Exercise instructions: Nothing but a number is wanted here: the count of lines in the data holding the word "SaveError".

Data section:
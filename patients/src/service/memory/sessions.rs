use std::{collections::HashMap, sync::Arc};

use actix_session::storage::{LoadError, SaveError, SessionKey, SessionStore, UpdateError};
use actix_web::cookie::time::Duration;
use chrono::{DateTime, Utc};
use common::error::KlResult;
use tokio::sync::RwLock;

use crate::service::sessions::{expires_at, new_session_key, ExpiringSessionStore};

struct StoredSession {
    state: HashMap<String, String>,
    expires_at: DateTime<Utc>,
}

/// In memory session storage. Clones share the same sessions.
#[derive(Clone, Default)]
pub struct MemorySessionStore {
    sessions: Arc<RwLock<HashMap<String, StoredSession>>>,
}

#[async_trait::async_trait(?Send)]
impl SessionStore for MemorySessionStore {
    async fn load(
        &self,
        session_key: &SessionKey,
    ) -> Result<Option<HashMap<String, String>>, LoadError> {
        let mut sessions = self.sessions.write().await;
        match sessions.get(session_key.as_ref()) {
            Some(session) if session.expires_at <= Utc::now() => {
                sessions.remove(session_key.as_ref());
                Ok(None)
            }
            Some(session) => Ok(Some(session.state.clone())),
            None => Ok(None),
        }
    }

    async fn save(
        &self,
        session_state: HashMap<String, String>,
        ttl: &Duration,
    ) -> Result<SessionKey, SaveError> {
        let key = new_session_key();
        self.sessions.write().await.insert(
            key.clone(),
            StoredSession {
                state: session_state,
                expires_at: expires_at(Utc::now(), ttl),
            },
        );
        SessionKey::try_from(key).map_err(|error| SaveError::Other(error.into()))
    }

    async fn update(
        &self,
        session_key: SessionKey,
        session_state: HashMap<String, String>,
        ttl: &Duration,
    ) -> Result<SessionKey, UpdateError> {
        if let Some(session) = self.sessions.write().await.get_mut(session_key.as_ref()) {
            session.state = session_state;
            session.expires_at = expires_at(Utc::now(), ttl);
            return Ok(session_key);
        }
        match self.save(session_state, ttl).await {
            Ok(key) => Ok(key),
            Err(SaveError::Serialization(error)) => Err(UpdateError::Serialization(error)),
            Err(SaveError::Other(error)) => Err(UpdateError::Other(error)),
        }
    }

    async fn update_ttl(&self, session_key: &SessionKey, ttl: &Duration) -> anyhow::Result<()> {
        if let Some(session) = self.sessions.write().await.get_mut(session_key.as_ref()) {
            session.expires_at = expires_at(Utc::now(), ttl);
        }
        Ok(())
    }

    async fn delete(&self, session_key: &SessionKey) -> anyhow::Result<()> {
        self.sessions.write().await.remove(session_key.as_ref());
        Ok(())
    }
}

#[async_trait::async_trait]
impl ExpiringSessionStore for MemorySessionStore {
    async fn clear_expired(&self, now: DateTime<Utc>) -> KlResult<u64> {
        let mut sessions = self.sessions.write().await;
        let before = sessions.len();
        sessions.retain(|_, session| session.expires_at > now);
        Ok((before - sessions.len()) as u64)
    }
}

Result of the task: 5